Mit Hilfe eines Modells mit verallgemeinerten linearen gemischten Effekten wurden die demografischen Gruppen ermittelt, die am stärksten durch die Mortalität an Windkraftanlagen gefährdet sind, einschließlich Geschlecht, Alter (adulte oder juvenile Tiere) und geografische Herkunft (regionaler oder Langstreckenzieher; dargestellt anhand des Verhältnisses der stabilen Wasserstoffisotope im Fell). Jungtiere trugen mit einem höheren Anteil an Schlagopfern an Windkraftanlagen bei, als angesichts ihrer Häufigkeit in der lebenden Population zu erwarten war, was darauf hindeutet, dass junge Fledermäuse durch die Sterblichkeit an Windkraftanlagen besonders gefährdet sein könnten.

Dieser Effekt variierte mit der Dichte der Windkraftanlagen. Insbesondere bei niedrigen Windkraftanlagendichten, hauptsächlich im Binnenland mit Gewässern und Wäldern, in denen Rauhautfledermäuse reproduzieren, wurden Jungtiere häufiger tot unter den Turbinen gefunden als aufgrund ihrer Häufigkeit in der lebenden Population erwartet.

In Gebieten mit hoher Windkraftanlagendichte, hauptsächlich an Küstenregionen, an denen Rauhautfledermäuse ziehen, waren Adulte und Jungtiere gleichermaßen gefährdet. Wir fanden bei keinem der beiden Geschlechter Hinweise auf eine erhöhte Gefährdung durch Windkraftanlagen, beobachteten jedoch sowohl bei den Schlagopfern als auch in der lebenden Population einen höheren Anteil an Weibchen als an Männchen, was auf einen weiblichen Anteil in der lebenden Population hindeuten könnte, der höchstwahrscheinlich durch Weibchen verursacht wird, die aus ihren nordöstlichen Reproduktionsgebieten nach und durch Deutschland wandern.

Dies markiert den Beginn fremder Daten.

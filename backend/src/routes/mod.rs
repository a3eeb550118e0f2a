//! Route definitions for the FTI Member Portal

use axum::{
    middleware,
    routing::{get, post},
    Router,
};

use crate::{handlers, middleware::auth_middleware, AppState};

/// Create API routes
pub fn api_routes() -> Router<AppState> {
    Router::new()
        // Health check (public)
        .route("/health", get(handlers::health_check))
        // Auth routes (public)
        .nest("/auth", auth_routes())
        // Contact form (public)
        .route("/contact", post(handlers::submit_contact_message))
        // Member-facing membership routes (protected)
        .nest("/membership", membership_routes())
        // Member-facing address-change routes (protected)
        .nest("/address-change", address_change_routes())
        // Staff back-office (protected, admin checked per handler)
        .nest("/admin", admin_routes())
}

/// Authentication routes (public)
fn auth_routes() -> Router<AppState> {
    Router::new()
        .route("/register", post(handlers::register))
        .route("/login", post(handlers::login))
        .route("/refresh", post(handlers::refresh))
}

/// Membership application routes for applicants (protected)
fn membership_routes() -> Router<AppState> {
    Router::new()
        .route("/my-applications", get(handlers::list_my_applications))
        .route("/:member_type/apply", post(handlers::submit_application))
        .route("/:member_type/:application_id", get(handlers::get_my_application))
        .route("/:member_type/:application_id/update", post(handlers::resubmit_application))
        .route_layer(middleware::from_fn(auth_middleware))
}

/// Address-change request routes for approved members (protected)
fn address_change_routes() -> Router<AppState> {
    Router::new()
        .route("/", get(handlers::list_my_address_requests).post(handlers::submit_address_request))
        .route_layer(middleware::from_fn(auth_middleware))
}

/// Staff back-office routes (protected)
fn admin_routes() -> Router<AppState> {
    Router::new()
        // Membership request review
        .route("/membership-requests", get(handlers::list_membership_requests))
        .route("/membership-requests/update", post(handlers::update_request_section))
        .route("/membership-requests/switch-type", post(handlers::switch_membership_type))
        .route(
            "/membership-requests/:member_type/:application_id",
            get(handlers::get_membership_request),
        )
        .route(
            "/membership-requests/:member_type/:application_id/approve",
            post(handlers::approve_membership_request),
        )
        .route(
            "/membership-requests/:member_type/:application_id/reject",
            get(handlers::preview_rejection).post(handlers::reject_membership_request),
        )
        .route(
            "/membership-requests/:member_type/:application_id/note",
            post(handlers::set_admin_note),
        )
        // Address-change request review
        .route("/address-change-requests", get(handlers::list_address_requests))
        .route(
            "/address-change-requests/:request_id/approve",
            post(handlers::approve_address_request),
        )
        .route(
            "/address-change-requests/:request_id/reject",
            post(handlers::reject_address_request),
        )
        // Contact messages
        .route("/contact-messages", get(handlers::list_contact_messages))
        .route("/contact-messages/:message_id/read", post(handlers::mark_contact_message_read))
        // Analytics
        .route("/analytics/summary", get(handlers::analytics_summary))
        .route("/analytics/monthly", get(handlers::analytics_monthly))
        .route_layer(middleware::from_fn(auth_middleware))
}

Eine hohe Sterblichkeit von Weibchen ist für diese wandernde Fledermausart von Bedeutung, da sie die jährliche Reproduktionsrate der Populationen beeinträchtigt. Eine unverhältnismäßig hohe Gefährdung von Jungtieren an Windkraftanlagen kann die Reproduktion von Jungtieren verringern, was die Widerstandsfähigkeit von Rauhautfledermäusen gegenüber Umweltstressoren wie Klimawandel oder Lebensraumverlust einschränken kann. Maßnahmen zur Reduzierung der Mortalität von Windenergieanlagen, wie z. B. höhere Abschaltgeschwindigkeiten (Cut in), sollten in ganz Europa eingeführt werden, um einen Rückgang der Populationen von Rauhautfledermäusen und anderen wandernden Fledermausarten zu verhindern.